Publié le 23 janvier 2018

Discours à l’occasion de la rencontre avec les associations de lutte contre les violences faites aux femmes à Pirae (Polynésie française)

Dimanche 21 janvier 2018, premier jour de son voyage officiel en Polynésie, la ministre a rendu visite aux femmes résidentes du foyer d’accueil « Pu O Te Hau » à Piraé. La ministre a prononcé un discours et rencontré les associations de lutte contre les violences faites aux femmes et de protection de la famille.

Monsieur le Président de la Polynésie française, Mesdames et messieurs les parlementaires,
Monsieur le haut-commissaire,
Monsieur le procureur général,
monsieur le procureur
Madame la présidente du Conseil des femmes de Polynésie française,
Mesdames et Messieurs les membres des associations,
Mesdames et messieurs,
 
Il y a tout juste un mois, lors de mon déplacement en Martinique, on me remettait le rapport du Conseil économique social et environnemental (CESE) consacré à la lutte contre les violences faites aux femmes en outre-mer.
Comme je l’ai dit alors, parler des violences faites aux femmes, c’est soulever des questions douloureuses, souvent taboues, et c’est encore plus vrai dans les territoires d’outre-mer.
Ce rapport énonce une vérité qui dérange : oui, le volume des violences faites aux femmes est plus important en outre-mer que dans l’hexagone. Les chiffres pour la Polynésie française ne font pas exception :
 
Chaque année, en moyenne, ce sont plus de 1500 femmes qui sont victimes de violences criminelles ou délictuelles.
Ces chiffres font froid dans le dos, cela revient à dire que chaque jour en Polynésie française, 4 femmes sont victimes d’un acte violent.
 
Pour autant, hors de question de stigmatiser tel territoire par rapport à un autre. Au contraire, je viens ici témoigner du dynamisme et du travail de fonds du tissu associatif pour lutter contre les violences faites aux femmes, qui est, je le rappelle, un drame universel.
 
La Polynésie française a déjà organisé à 3 reprises des Assises de l’aide aux victimes et de la prévention de la délinquance. Les dernières en date ont eu lieu en novembre 2016 et les violences sexuelles et intrafamiliales ont été au centre des débats.
 
Je salue également la volonté du Pays qui a largement intégré la prévention des violences faites aux femmes dans ses politiques sociales, éducatives et liées à la condition féminine.
Je sais aussi pouvoir compter sur l’implication accrue des maires dans ce travail collectif.
Je m’exprime aujourd’hui en tant que responsable politique, mais je m’exprime aussi en tant que citoyenne, femme ultramarine, qui connait ces réalités.
 
Le rapport du CESE rappelle le contexte socio-économique difficile des territoires d’outre-mer. Le chômage, la pauvreté, la précarité sont des facteurs aggravants dans les faits de violences faites aux femmes.
Depuis plusieurs mois, suite aux scandales de l’affaire Weinsten, des centaines de milliers de femmes ont repris la parole, dans la sphère publique ou sur les réseaux sociaux. C’est un signe fort de courage, le courage de mettre des mots sur des violences cachées, subies, et bien réelles.
 
La révolution des mentalités est en cours à l’échelle mondiale et je refuse que les outre-mer en soient les spectateurs.

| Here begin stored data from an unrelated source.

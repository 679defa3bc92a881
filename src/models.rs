use chrono::{DateTime, NaiveDate, Utc};
use serde::{Deserialize, Serialize};

pub type Id = i64;

#[derive(Debug, Clone, Serialize, Deserialize)]
#[cfg_attr(feature = "postgres-store", derive(sqlx::FromRow))]
pub struct User {
    pub id: Id,
    pub username: String,
    pub password_hash: String,
    pub is_admin: bool,
    pub created_at: DateTime<Utc>,
}

#[derive(Debug, Clone, Serialize, Deserialize)]
pub struct NewUser {
    pub username: String,
    pub password_hash: String,
    pub is_admin: bool,
}

#[derive(Debug, Clone, Serialize, Deserialize)]
#[cfg_attr(feature = "postgres-store", derive(sqlx::FromRow))]
pub struct Post {
    pub id: Id,
    pub title: String,
    pub content: String,
    pub slug: String,
    pub category: Option<String>,
    pub tags: Option<String>,
    pub author_id: Id,
    pub created_at: DateTime<Utc>,
    pub updated_at: DateTime<Utc>,
}

#[derive(Debug, Clone, Serialize, Deserialize)]
pub struct NewPost {
    pub title: String,
    pub content: String,
    pub slug: String,
    pub category: Option<String>,
    pub tags: Option<String>,
    pub author_id: Id,
}

/// Fields an owner may change on an existing post. The slug is deliberately
/// absent: it is never recomputed after creation.
#[derive(Debug, Clone, Serialize, Deserialize)]
pub struct UpdatePost {
    pub title: String,
    pub content: String,
    pub category: Option<String>,
    pub tags: Option<String>,
}

#[derive(Debug, Clone, Serialize, Deserialize)]
#[cfg_attr(feature = "postgres-store", derive(sqlx::FromRow))]
pub struct Comment {
    pub id: Id,
    pub post_id: Id,
    pub author: String,
    pub content: String,
    pub created_at: DateTime<Utc>,
}

#[derive(Debug, Clone, Serialize, Deserialize)]
pub struct NewComment {
    pub post_id: Id,
    pub author: String,
    pub content: String,
}

#[derive(Debug, Clone, Serialize, Deserialize)]
#[cfg_attr(feature = "postgres-store", derive(sqlx::FromRow))]
pub struct PageView {
    pub id: Id,
    pub ip: String,
    pub user_agent: String,
    pub path: String,
    pub session_id: String,
    pub created_at: DateTime<Utc>,
}

#[derive(Debug, Clone, Serialize, Deserialize)]
pub struct NewPageView {
    pub ip: String,
    pub user_agent: String,
    pub path: String,
    pub session_id: String,
    pub created_at: DateTime<Utc>,
}

impl NewPageView {
    pub fn new(ip: String, user_agent: String, path: String, session_id: String) -> Self {
        Self { ip, user_agent, path, session_id, created_at: Utc::now() }
    }
}

/// One calendar day of traffic: total tracked requests (pv) and distinct
/// visitor sessions (uv).
#[derive(Debug, Clone, PartialEq, Eq, Serialize)]
pub struct DayStat {
    pub date: NaiveDate,
    pub pv: i64,
    pub uv: i64,
}

#[derive(Debug, Clone, Serialize)]
pub struct DashboardStats {
    pub total_posts: i64,
    pub posts_this_month: i64,
    pub total_comments: i64,
    pub total_categories: i64,
    pub total_pv: i64,
    pub total_uv: i64,
    /// Trailing 7 calendar days, oldest first, today included, zero-filled.
    pub last_7_days: Vec<DayStat>,
}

Sur les îles d’outre-mer, les mesures d’éloignement sont par définition plus difficiles à appliquer. Les victimes et leurs agresseurs vivent en vase clos, tout le monde se connait. A l’acte d’agression s’ajoute la honte, la pression, le regard des autres, qu’on ne peut pas fuir.

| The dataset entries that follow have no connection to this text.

use actix_web::dev::{Service, ServiceRequest, ServiceResponse, Transform};
use actix_web::http::header::{self, HeaderValue};
use actix_web::Error;
use futures_util::future::{ready, LocalBoxFuture, Ready};
use std::rc::Rc;

// Inline <style> blocks in the rendered pages require 'unsafe-inline' for
// styles; everything else stays same-origin.
const CSP: &str = "default-src 'self'; style-src 'self' 'unsafe-inline'; \
img-src 'self' data:; object-src 'none'; base-uri 'none'; \
frame-ancestors 'none'; form-action 'self'";

/// Baseline response headers for every rendered page.
#[derive(Clone, Default)]
pub struct SecurityHeaders {
    pub enable_hsts: bool,
}

impl SecurityHeaders {
    pub fn from_env() -> Self {
        let enable_hsts = std::env::var("ENABLE_HSTS")
            .map(|v| v == "1" || v.eq_ignore_ascii_case("true"))
            .unwrap_or(false);
        Self { enable_hsts }
    }
}

impl<S, B> Transform<S, ServiceRequest> for SecurityHeaders
where
    S: Service<ServiceRequest, Response = ServiceResponse<B>, Error = Error> + 'static,
    S::Future: 'static,
    B: 'static,
{
    type Response = ServiceResponse<B>;
    type Error = Error;
    type InitError = ();
    type Transform = SecurityHeadersMiddleware<S>;
    type Future = Ready<Result<Self::Transform, Self::InitError>>;

    fn new_transform(&self, service: S) -> Self::Future {
        ready(Ok(SecurityHeadersMiddleware {
            service: Rc::new(service),
            cfg: self.clone(),
        }))
    }
}

pub struct SecurityHeadersMiddleware<S> {
    service: Rc<S>,
    cfg: SecurityHeaders,
}

impl<S, B> Service<ServiceRequest> for SecurityHeadersMiddleware<S>
where
    S: Service<ServiceRequest, Response = ServiceResponse<B>, Error = Error> + 'static,
    S::Future: 'static,
    B: 'static,
{
    type Response = ServiceResponse<B>;
    type Error = Error;
    type Future = LocalBoxFuture<'static, Result<Self::Response, Self::Error>>;

    fn poll_ready(
        &self,
        ctx: &mut std::task::Context<'_>,
    ) -> std::task::Poll<Result<(), Self::Error>> {
        self.service.poll_ready(ctx)
    }

    fn call(&self, req: ServiceRequest) -> Self::Future {
        let svc = self.service.clone();
        let cfg = self.cfg.clone();
        Box::pin(async move {
            let mut res = svc.call(req).await?;
            let headers = res.response_mut().headers_mut();
            let defaults = [
                (header::CONTENT_SECURITY_POLICY, CSP),
                (header::REFERRER_POLICY, "no-referrer"),
                (header::X_CONTENT_TYPE_OPTIONS, "nosniff"),
                (header::X_FRAME_OPTIONS, "DENY"),
            ];
            for (name, value) in defaults {
                if !headers.contains_key(&name) {
                    headers.insert(name, HeaderValue::from_static(value));
                }
            }
            if cfg.enable_hsts && !headers.contains_key(header::STRICT_TRANSPORT_SECURITY) {
                headers.insert(
                    header::STRICT_TRANSPORT_SECURITY,
                    HeaderValue::from_static("max-age=63072000; includeSubDomains"),
                );
            }
            Ok(res)
        })
    }
}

En Polynésie française, les taux d’élucidation des violences sont très élevés (83% en 2016). Mais comment fait-on si des femmes victimes ne portent pas plainte, de peur des représailles, de la rumeur, des jugements ou par crainte d’être mal reçues par les autorités ?
 
Au-delà de la libération de la parole, l’enjeu principal reste la gestion de l’après : comment accompagne-t-on mieux les victimes ?
En Polynésie française, un plan de formation des personnels de police et de gendarmerie, chargés d’écouter les victimes, est mis en œuvre ; un signalement en ligne, via une page Facebook du Parquet a été spécifiquement créé et un dispositif d’alerte Téléphone Grave Danger a été lancé pour protéger les victimes les plus vulnérables. Je souligne à cet égard l’exemple très encourageant que constituent les 24 conventions de collaboration « police municipale – police nationale – gendarmerie nationale ».
 
Toutes ces actions s’inscrivent dans la feuille de route du gouvernement : la lutte contre les violences faites aux femmes est l’une des grandes causes du quinquennat. Le Président de la République a annoncé trois grandes séries de mesures. 

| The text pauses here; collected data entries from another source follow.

#[cfg(feature = "inmem-store")]
pub mod inmem {
    use super::*;
    use serde::{Deserialize, Serialize};
    use std::collections::{BTreeSet, HashMap, HashSet};
    use std::path::{Path, PathBuf};
    use std::sync::{Arc, RwLock};

    const SNAPSHOT_PATH: &str = "data/state.json";

    #[derive(Default, Serialize, Deserialize)]
    struct State {
        users: HashMap<Id, User>,
        posts: HashMap<Id, Post>,
        comments: HashMap<Id, Comment>,
        page_views: HashMap<Id, PageView>,
        next_id: Id,
    }

    #[derive(Clone)]
    pub struct InMemRepo {
        state: Arc<RwLock<State>>,
        snapshot_path: Arc<PathBuf>,
    }

    impl InMemRepo {
        fn data_dir() -> PathBuf {
            std::env::var("QUILL_DATA_DIR")
                .map(PathBuf::from)
                .unwrap_or_else(|_| PathBuf::from("data"))
        }

        fn snapshot_path() -> PathBuf {
            if std::env::var("QUILL_DATA_DIR").is_ok() {
                let mut p = Self::data_dir();
                p.push("state.json");
                p
            } else {
                PathBuf::from(SNAPSHOT_PATH)
            }
        }

        fn load_state_from(path: &Path) -> State {
            match std::fs::read(path) {
                Ok(bytes) => match serde_json::from_slice::<State>(&bytes) {
                    Ok(s) => {
                        log::info!("loaded snapshot '{}'", path.display());
                        s
                    }
                    Err(e) => {
                        log::warn!("failed to parse snapshot '{}': {e}; starting empty", path.display());
                        State::default()
                    }
                },
                Err(_) => State::default(),
            }
        }

        fn persist(&self) {
            let path = self.snapshot_path.clone();
            if let Ok(s) = serde_json::to_vec_pretty(&*self.state.read().unwrap()) {
                if let Some(dir) = path.parent() {
                    let _ = std::fs::create_dir_all(dir);
                }
                if let Err(e) = std::fs::write(&*path, s) {
                    log::error!("failed to write snapshot '{}': {e}", path.display());
                }
            }
        }

        pub fn new() -> Self {
            let snapshot_path = Self::snapshot_path();
            let state = Self::load_state_from(&snapshot_path);
            Self {
                state: Arc::new(RwLock::new(state)),
                snapshot_path: Arc::new(snapshot_path),
            }
        }

        fn next_id(state: &mut State) -> Id {
            state.next_id += 1;
            state.next_id
        }

        /// Raw page-view rows, for inspection in tests.
        pub fn page_views(&self) -> Vec<PageView> {
            self.state.read().unwrap().page_views.values().cloned().collect()
        }
    }

    impl Default for InMemRepo {
        fn default() -> Self { Self::new() }
    }

    // Newest first, id as tie-breaker for same-instant inserts.
    fn sort_newest_first(posts: &mut [Post]) {
        posts.sort_by(|a, b| b.created_at.cmp(&a.created_at).then(b.id.cmp(&a.id)));
    }

    #[async_trait]
    impl UserRepo for InMemRepo {
        async fn get_user(&self, id: Id) -> RepoResult<User> {
            let s = self.state.read().unwrap();
            s.users.get(&id).cloned().ok_or(RepoError::NotFound)
        }

        async fn get_user_by_username(&self, username: &str) -> RepoResult<User> {
            let s = self.state.read().unwrap();
            s.users
                .values()
                .find(|u| u.username == username)
                .cloned()
                .ok_or(RepoError::NotFound)
        }

        async fn create_user(&self, new: NewUser) -> RepoResult<User> {
            let mut s = self.state.write().unwrap();
            if s.users.values().any(|u| u.username == new.username) {
                return Err(RepoError::Conflict);
            }
            let id = Self::next_id(&mut s);
            let user = User {
                id,
                username: new.username,
                password_hash: new.password_hash,
                is_admin: new.is_admin,
                created_at: Utc::now(),
            };
            s.users.insert(id, user.clone());
            drop(s);
            self.persist();
            Ok(user)
        }

        async fn grant_admin(&self, username: &str) -> RepoResult<()> {
            let mut s = self.state.write().unwrap();
            let user = s
                .users
                .values_mut()
                .find(|u| u.username == username)
                .ok_or(RepoError::NotFound)?;
            user.is_admin = true;
            drop(s);
            self.persist();
            Ok(())
        }
    }

    #[async_trait]
    impl PostRepo for InMemRepo {
        async fn list_posts(&self) -> RepoResult<Vec<Post>> {
            let s = self.state.read().unwrap();
            let mut v: Vec<_> = s.posts.values().cloned().collect();
            sort_newest_first(&mut v);
            Ok(v)
        }

        async fn list_posts_by_category(&self, category: &str) -> RepoResult<Vec<Post>> {
            let s = self.state.read().unwrap();
            let mut v: Vec<_> = s
                .posts
                .values()
                .filter(|p| p.category.as_deref() == Some(category))
                .cloned()
                .collect();
            sort_newest_first(&mut v);
            Ok(v)
        }

        async fn list_categories(&self) -> RepoResult<Vec<String>> {
            let s = self.state.read().unwrap();
            let set: BTreeSet<String> = s
                .posts
                .values()
                .filter_map(|p| p.category.clone())
                .filter(|c| !c.is_empty())
                .collect();
            Ok(set.into_iter().collect())
        }

        async fn get_post(&self, id: Id) -> RepoResult<Post> {
            let s = self.state.read().unwrap();
            s.posts.get(&id).cloned().ok_or(RepoError::NotFound)
        }

        async fn get_post_by_slug(&self, slug: &str) -> RepoResult<Post> {
            let s = self.state.read().unwrap();
            s.posts
                .values()
                .find(|p| p.slug == slug)
                .cloned()
                .ok_or(RepoError::NotFound)
        }

        async fn slug_exists(&self, slug: &str) -> RepoResult<bool> {
            let s = self.state.read().unwrap();
            Ok(s.posts.values().any(|p| p.slug == slug))
        }

        async fn related_posts(&self, post: &Post, limit: usize) -> RepoResult<Vec<Post>> {
            let Some(category) = post.category.as_deref() else {
                return Ok(Vec::new());
            };
            let s = self.state.read().unwrap();
            let mut v: Vec<_> = s
                .posts
                .values()
                .filter(|p| p.id != post.id && p.category.as_deref() == Some(category))
                .cloned()
                .collect();
            sort_newest_first(&mut v);
            v.truncate(limit);
            Ok(v)
        }

        async fn create_post(&self, new: NewPost) -> RepoResult<Post> {
            let mut s = self.state.write().unwrap();
            if s.posts.values().any(|p| p.slug == new.slug) {
                return Err(RepoError::Conflict);
            }
            if !s.users.contains_key(&new.author_id) {
                return Err(RepoError::NotFound);
            }
            let now = Utc::now();
            let id = Self::next_id(&mut s);
            let post = Post {
                id,
                title: new.title,
                content: new.content,
                slug: new.slug,
                category: new.category,
                tags: new.tags,
                author_id: new.author_id,
                created_at: now,
                updated_at: now,
            };
            s.posts.insert(id, post.clone());
            drop(s);
            self.persist();
            Ok(post)
        }

        async fn update_post(&self, id: Id, upd: UpdatePost) -> RepoResult<Post> {
            let mut s = self.state.write().unwrap();
            let post = s.posts.get_mut(&id).ok_or(RepoError::NotFound)?;
            post.title = upd.title;
            post.content = upd.content;
            post.category = upd.category;
            post.tags = upd.tags;
            post.updated_at = Utc::now();
            let updated = post.clone();
            drop(s);
            self.persist();
            Ok(updated)
        }

        async fn delete_post(&self, id: Id) -> RepoResult<()> {
            // Single write lock covers both removals, so the cascade is atomic.
            let mut s = self.state.write().unwrap();
            s.posts.remove(&id).ok_or(RepoError::NotFound)?;
            s.comments.retain(|_, c| c.post_id != id);
            drop(s);
            self.persist();
            Ok(())
        }
    }

    #[async_trait]
    impl CommentRepo for InMemRepo {
        async fn list_comments(&self, post_id: Id) -> RepoResult<Vec<Comment>> {
            let s = self.state.read().unwrap();
            let mut v: Vec<_> = s
                .comments
                .values()
                .filter(|c| c.post_id == post_id)
                .cloned()
                .collect();
            v.sort_by(|a, b| a.created_at.cmp(&b.created_at).then(a.id.cmp(&b.id)));
            Ok(v)
        }

        async fn create_comment(&self, new: NewComment) -> RepoResult<Comment> {
            let mut s = self.state.write().unwrap();
            if !s.posts.contains_key(&new.post_id) {
                return Err(RepoError::NotFound);
            }
            let id = Self::next_id(&mut s);
            let comment = Comment {
                id,
                post_id: new.post_id,
                author: new.author,
                content: new.content,
                created_at: Utc::now(),
            };
            s.comments.insert(id, comment.clone());
            drop(s);
            self.persist();
            Ok(comment)
        }
    }

    #[async_trait]
    impl PageViewRepo for InMemRepo {
        async fn record_page_view(&self, new: NewPageView) -> RepoResult<PageView> {
            let mut s = self.state.write().unwrap();
            let id = Self::next_id(&mut s);
            let view = PageView {
                id,
                ip: new.ip,
                user_agent: new.user_agent,
                path: new.path,
                session_id: new.session_id,
                created_at: new.created_at,
            };
            s.page_views.insert(id, view.clone());
            drop(s);
            self.persist();
            Ok(view)
        }

        async fn dashboard_stats(&self, now: DateTime<Utc>) -> RepoResult<DashboardStats> {
            let s = self.state.read().unwrap();
            let today = now.date_naive();
            let month_start = today.with_day(1).unwrap().and_hms_opt(0, 0, 0).unwrap().and_utc();

            let categories: HashSet<&str> = s
                .posts
                .values()
                .filter_map(|p| p.category.as_deref())
                .filter(|c| !c.is_empty())
                .collect();
            let all_sessions: HashSet<&str> =
                s.page_views.values().map(|v| v.session_id.as_str()).collect();

            let mut last_7_days = Vec::with_capacity(7);
            for offset in (0..7).rev() {
                let day = today - Duration::days(offset);
                let (start, end) = day_window(day);
                let mut pv = 0i64;
                let mut sessions = HashSet::new();
                for view in s.page_views.values() {
                    if view.created_at >= start && view.created_at < end {
                        pv += 1;
                        sessions.insert(view.session_id.as_str());
                    }
                }
                last_7_days.push(DayStat { date: day, pv, uv: sessions.len() as i64 });
            }

            Ok(DashboardStats {
                total_posts: s.posts.len() as i64,
                posts_this_month: s.posts.values().filter(|p| p.created_at >= month_start).count()
                    as i64,
                total_comments: s.comments.len() as i64,
                total_categories: categories.len() as i64,
                total_pv: s.page_views.len() as i64,
                total_uv: all_sessions.len() as i64,
                last_7_days,
            })
        }
    }
}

D’abord les mesures de prévention et de sensibilisation avec un grand plan de formation dans le secteur public.
Ensuite, les mesures d’accompagnement des victimes de violences sexuelles et sexistes.
Enfin, les sanctions envisageables contre les auteurs de violences.
 
Toutes ces  mesures ont vocation à être déclinées dans les outre-mer, en prenant en compte les spécificités et les particularités de chaque territoire. Encore une fois, le « réflexe outre-mer » est essentiel.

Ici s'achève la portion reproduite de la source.